Multiple cellular and molecular components within the glioblastoma microenvironment work to maintain a balance between immune dampening and inflammation, effectively preventing immune rejection of the tumor. Therefore, revealing the mechanisms that dampen immune signaling is critically important. Immune response initiation can be activated by ligands recognized by the toll-like family of receptors (TLRs). TLR activation limits proliferation in developing neural systems, yet these pathways are generally drivers of proliferation in many tumors including glioblastoma. This functional shift is surprising, considering the number of developmental programs activated in self-renewing cancer stem cells (CSCs). While mechanisms responsible for TLR-mediated tumor progression are largely unknown, TLR ligands are currently under investigation as adjuvants for immunotherapy approaches. Using CSCs from glioblastoma patient-derived xenografts, we find that proliferation of non-CSCs is attenuated by TLR ligands, whereas CSC proliferation is unaffected by ligand exposure. Profiling revealed that CSCs have reduced TLR4 compared to non-CSCs and that low TLR4 expression correlates with aggressive disease progression. Overexpression of TLR4 in CSCs reduced stem cell signaling and attenuated proliferation, self-renewal, and tumor growth. Mechanistically, we found that TLR4 signaling is directly connected to the stem cell transcriptional program by way of tank-binding kinase 1 (TBK1) and retinoblastoma binding protein 5 (RBBP5). Further, RBBP5 is necessary and sufficient for CSC self-renewal via epigenetic regulation of core self-renewal transcription factors. The activation of TBK1 downstream of TLR4 is responsible for RBBP5 suppression.
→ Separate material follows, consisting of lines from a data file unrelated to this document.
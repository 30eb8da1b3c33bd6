//! The Instance handle.

use std::path::{Path, PathBuf};

use runplane_core::{EngineEvent, Event, InstanceRef, Run, RunId, RunStatus};
use tracing::{debug, info, warn};

use crate::config::InstanceConfig;
use crate::error::InstanceError;
use crate::storage::{EventLogEntry, EventLogKind, RunStorage};

/// Process-wide coordinator of run and event storage.
///
/// Acquire with [`Instance::from_config`] or [`Instance::from_ref`]; the
/// handle is released when dropped.
#[derive(Debug)]
pub struct Instance {
    home: PathBuf,
    storage: RunStorage,
}

impl Instance {
    /// Open the instance configured by `<home>/runplane.toml`.
    pub async fn from_config(home: impl AsRef<Path>) -> Result<Self, InstanceError> {
        let home = home.as_ref().to_path_buf();
        let config = InstanceConfig::load(&home).await?;
        let storage = RunStorage::open(config.storage_dir(&home)).await?;

        info!(
            home = %home.display(),
            storage = %storage.root().display(),
            "Instance opened"
        );
        Ok(Self { home, storage })
    }

    /// Reconstruct an instance from a reference produced by
    /// [`Instance::reference`], possibly in another process.
    pub async fn from_ref(instance_ref: &InstanceRef) -> Result<Self, InstanceError> {
        let storage = RunStorage::open(instance_ref.storage_dir.clone()).await?;
        debug!(home = %instance_ref.home.display(), "Instance rehydrated from reference");
        Ok(Self {
            home: instance_ref.home.clone(),
            storage,
        })
    }

    /// A serializable pointer to this instance's stores.
    pub fn reference(&self) -> InstanceRef {
        InstanceRef {
            home: self.home.clone(),
            storage_dir: self.storage.root().to_path_buf(),
        }
    }

    /// Store a new run.
    pub async fn add_run(&self, run: &Run) -> Result<(), InstanceError> {
        self.storage.write_run(run).await?;
        debug!(run_id = %run.id, job = %run.job_name, "Run added");
        Ok(())
    }

    /// Look a run up by id.
    pub async fn get_run(&self, run_id: &RunId) -> Result<Option<Run>, InstanceError> {
        self.storage.read_run(run_id).await
    }

    /// Record an engine event against a run and hand it back so callers can
    /// forward it downstream.
    pub async fn report_engine_event(
        &self,
        run: &Run,
        event: EngineEvent,
    ) -> Result<EngineEvent, InstanceError> {
        info!(run_id = %run.id, message = %event.message, "Engine event");
        let entry = EventLogEntry::new(run.id.clone(), EventLogKind::Engine(event.clone()));
        self.storage.append(&entry).await?;
        Ok(event)
    }

    /// Move a run to FAILURE, log the transition, and return it as a
    /// channel event so callers can forward it downstream.
    pub async fn report_run_failed(&self, run: &Run) -> Result<Event, InstanceError> {
        let mut stored = self
            .get_run(&run.id)
            .await?
            .ok_or_else(|| InstanceError::RunNotFound(run.id.clone()))?;

        if stored.status.is_terminal() {
            warn!(
                run_id = %run.id,
                status = ?stored.status,
                "Marking a run failed that is already terminal"
            );
        }
        stored.status = RunStatus::Failure;
        self.storage.write_run(&stored).await?;

        let message = format!("Execution of run for \"{}\" failed.", stored.job_name);
        warn!(run_id = %run.id, "{}", message);
        self.storage
            .append(&EventLogEntry::new(
                run.id.clone(),
                EventLogKind::RunFailure {
                    message: message.clone(),
                },
            ))
            .await?;

        Ok(Event::RunFailure { message })
    }

    /// All log entries recorded for a run, oldest first.
    pub async fn events_for_run(
        &self,
        run_id: &RunId,
    ) -> Result<Vec<EventLogEntry>, InstanceError> {
        self.storage.read_log(run_id).await
    }
}

impl Drop for Instance {
    fn drop(&mut self) {
        debug!(home = %self.home.display(), "Instance released");
    }
}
Our findings reveal a unique pathway through which TLR4 can potently suppress the stem cell state, linking innate immune signaling responses to stem cell maintenance. These data suggest that strategies to activate the immune system may also negatively impact stem cell programs in tumor cells, indicating that approaches that alter the immune system also target the treatment-refractory CSC population.